Prostate Cancer

Prostate Cancer is a very common problem in the UK. Over 35,000 new men a year are being diagnosed and around 10,000 men a year will die from the disease. Overall it is one of the most common cancers diagnosed. If picked up early it is very treatable, however prostate cancer has a wide spectrum of disease and a lot of the more milder forms may not need any treatment. This is where your Urologist will explain what is the most appropriate form of treatment for you.

Commonly men ask what has caused the disease. Quite often it is not possible to identify a particular cause. However it does run in families and more common if a father or brother has had the disease before, this is more important if the relatives were diagnosed at an earlier age. It is also more common in the western world as opposed to Asia, and more common in Afro-Caribbean’s. There are also some environmental causes particularly diet.

A diet high in fat and red meat may increase the risk of the disease. Also Calcium and dairy products have been implicated as a possible cause although patients should be warned that evidence here is not strong and any dietary changes should be made upon consultation with your doctor. It is important to have a healthy balanced diet. There are some foods that have been found to be protective against prostate cancer, particularly green tea, lycopenes(found in cooked tomatoes), soy, pulses, cruciferous vegetables and pomegranate juice, although again the evidence here is not strong. Previously Vitamin E and selenium were thought to be protective although a large scale trial has discounted this.

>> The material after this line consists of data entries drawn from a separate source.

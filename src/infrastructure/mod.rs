//! Infrastructure layer for external integrations.
//!
//! This layer implements interfaces defined by the domain layer, providing
//! concrete storage and caching engines.
//!
//! # Modules
//!
//! - [`cache`] - Redirect cache and alias counter (Redis and in-process)
//! - [`persistence`] - Link and refresh token stores (PostgreSQL and in-process)

pub mod cache;
pub mod persistence;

Prostate cancer is diagnosed by

  • Digital Rectal Examination (DRE)Urine test to rule out infection
  • PSA blood test (some patients may require more than one test)
  • Prostate Biopsies 
  • Plus additional scans such as MRI, Bone scan and CT scan in some selected patients

Your GP may offer to test your blood for the PSA test. Alternatively you can ask to be tested after an appropriate explanation about the test and its limitations by your GP.